It’s so easy to get sucked into the day-to-day operations of running your business. And on the surface, there’s nothing wrong with that. You wouldn’t have a business without a strong product; you need to deliver high quality, so your customers return and refer friends who refer friends, and so on.
But, how much time do you spend understanding and exploring how well what you’re doing works for your customers? Are you giving them what they really need and want and is it enough to keep them from walking, or running, to one of your competitors?
Of course, we all believe that when we ask, they’ll tell us we’re perfect. But do you know for sure? Would they say you need to make small adjustments to your product or your customer service? Or worse, would theysay you need a complete overhaul and the only reason they’re not jumping ship is that you’re the only game in town?
Good or bad,you need to know exactly how they feel, in order to react appropriately. Gathering this information regularly is the only way you’ll get an idea of what’s working well, while also revealing potential issues, problems and trends that could be keeping you from giving them exactly what they need.
However, most won’t tell you how they truly feel unless you ask them. They’re probably as busy and distractedas you are. Research shows that a typical business only hears from 4% of its dissatisfied customers.

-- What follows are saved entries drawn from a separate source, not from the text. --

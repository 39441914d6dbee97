//! `define_port_error!`: error enums for ports with snake_case constructors.
//!
//! Each variant gets a constructor named after it whose fields accept
//! anything convertible into the field type.

macro_rules! define_port_error {
    (@ctor $variant:ident) => {
        ::paste::paste! {
            pub fn [<$variant:snake>]() -> Self {
                Self::$variant
            }
        }
    };

    (@ctor $variant:ident { $($field:ident : $ty:ty),* $(,)? }) => {
        define_port_error!(@ctor_impl $variant () () $( $field : $ty, )*);
    };

    (@ctor_impl $variant:ident ($($params:tt)*) ($($inits:tt)*) ) => {
        ::paste::paste! {
            pub fn [<$variant:snake>]($($params)*) -> Self {
                Self::$variant { $($inits)* }
            }
        }
    };

    (@ctor_impl $variant:ident ($($params:tt)*) ($($inits:tt)*) $field:ident : $ty:ty, $($rest:tt)*) => {
        define_port_error!(
            @ctor_impl
            $variant
            ($($params)* $field: impl Into<$ty>,)
            ($($inits)* $field: $field.into(),)
            $($rest)*
        );
    };
    (
        $(#[$outer:meta])*
        pub enum $name:ident {
            $(
                $(#[$variant_meta:meta])*
                $variant:ident $( { $($field:ident : $ty:ty),* $(,)? } )? => $message:expr
            ),* $(,)?
        }
    ) => {
        $(#[$outer])*
        #[derive(Debug, Clone, PartialEq, Eq, thiserror::Error)]
        pub enum $name {
            $(
                $(#[$variant_meta])*
                #[error($message)]
                $variant $( { $($field : $ty),* } )?,
            )*
        }

        impl $name {
            $(
                define_port_error!(@ctor $variant $( { $($field : $ty),* } )?);
            )*
        }
    };
}

pub(crate) use define_port_error;
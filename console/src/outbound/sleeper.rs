//! Tokio-backed [`Sleeper`].

use std::time::Duration;

use async_trait::async_trait;

use crate::domain::ports::Sleeper;

/// Sleeps on the tokio timer.
#[derive(Debug, Default, Clone, Copy)]
pub struct TokioSleeper;

#[async_trait]
impl Sleeper for TokioSleeper {
    async fn sleep(&self, duration: Duration) {
        tokio::time::sleep(duration).await;
    }
}
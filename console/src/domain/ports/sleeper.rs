//! Driven port for timed waits.
//!
//! Redirect delays and simulated latency go through this port so tests can
//! run them instantly.

use std::time::Duration;

use async_trait::async_trait;

/// Waits for a duration.
#[async_trait]
pub trait Sleeper: Send + Sync {
    /// Resolve after `duration`.
    async fn sleep(&self, duration: Duration);
}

In addition to gathering the hard data you need to make any necessary changes, asking your customers for their feedback can improve their perception of you (which in turn can help your business). Good business is about strong relationships, and asking your customers for their opinion goes a long way toward showing you are truly interested in them, as customers and as people. Make them feel validated and they’ll be more likely to give you their honest feedback. And they’ll be more likely to stick around, even if there’s a problem, because they know you’ll really be interested in what they have to say about the experience.
What you should be collecting…
Here are three areas you should be keeping an ear on:
- Their experiences –You want their honest feedback on your products and services as well as their experiences with your staff. Is your widget easy to use? Is your instruction manual missing steps and pushing them to call your Help Desk? Is your staff responding empathetically and in ways that will solve the customer’s problem? Perhaps some of your customer service staff could benefit from a product refresher or a customer service training session. Are your customers satisfied, but you’re missing an opportunity for them to love you? There’s no way for you to know for sure, unless you ask.
- Their view on what you could be missing:
- Do they know all you have to offer, or do they only know about the bits they use? If not, you risk them going to a competitor if they’re looking for a related product or service they don’t know you have.
- Do you have a good picture of them, including all of what they do and all of their departments and divisions? Maybe there are some areas of their company that could benefit from learning more about your services. But you don’t know about them.
- Their knowledge of your competitors – This is a critical area you can’t ignore, and you can’t be scared to ask. Knowing who they would be working with if it wasn’t you can give you an edge and help you better differentiate your organization. You can learn from their mistakes or you can just do it better – maybe by being more price competitive or offering more bells and whistles. Have your competitors come up in conversation with your customers? These conversations can validate that you truly are the best in the market, or tell you where you need to pivot.
…and how you can collect it
You can’t put this exercise at the bottom of your to do list. Make it a priority and your customers will make you a priority. But give your customers the sense that you don’t value their input, or even worse, that you only see them as a dollar figure, and watch them run, not walk, to one of your competitors.
(Here’s the thing: just collecting this information won’t do you any good. You need to review the results in detail and develop a plan for reacting to what you learn. But that’s a post for another day.)
This task might seem overwhelming. You’re probably asking how the heck you can possibly fit it in, in addition to everything else you need to do. Even if you operate a high volume business that doesn’t leave time for one-on-one customer calls, there are many strong, fairly passive ways to collect meaningful feedback you can act on.
Subscription services like Survey Monkey, Client Pulse and iPerceptions let you reach out electronically and ask customers specific questions about your services and/or their experiences. You can automate your process to follow up after a sale, product return or customer service call, and customers can respond when they have time. Or, you can reach out regularly with surveys that will help you in the short and long term. Whatever path you take, make sure the survey/questionnaire is easy to complete and available both on desktops and mobile devices, so customers can complete them at their convenience.
You need to be intimately familiar with your presence on social media. And we’re not talking about what you’re posting. With its immense reach and ability to affect behavior, you must spend time reading what people are saying about you. Customers may not want to call and talk to you, but you can be certain that in our (almost) instant gratification world, they’re talking about you on Facebook and Twitter. And depending on what you offer, they might also be talking on LinkedIn or posting pictures on Instagram. You can stay on top of this pretty easily, by setting up Google alerts for your company or your product or use services like Sprout Social and SocialBro to notify you every time your company, product or service is mentioned.
Get the details
Make the assumption that you know what your customers are thinking and you’re leaving yourself open to big surprises. And they might not be the ones that make you happy.
Be less worried about those quiet customers by reaching out and asking them to be honest with you. Only once you truly understand their wants and needs, and how you’re responding to them, will you see what makes you great and where you could improve, and make you more comfortable talking to them as well as potential new customers.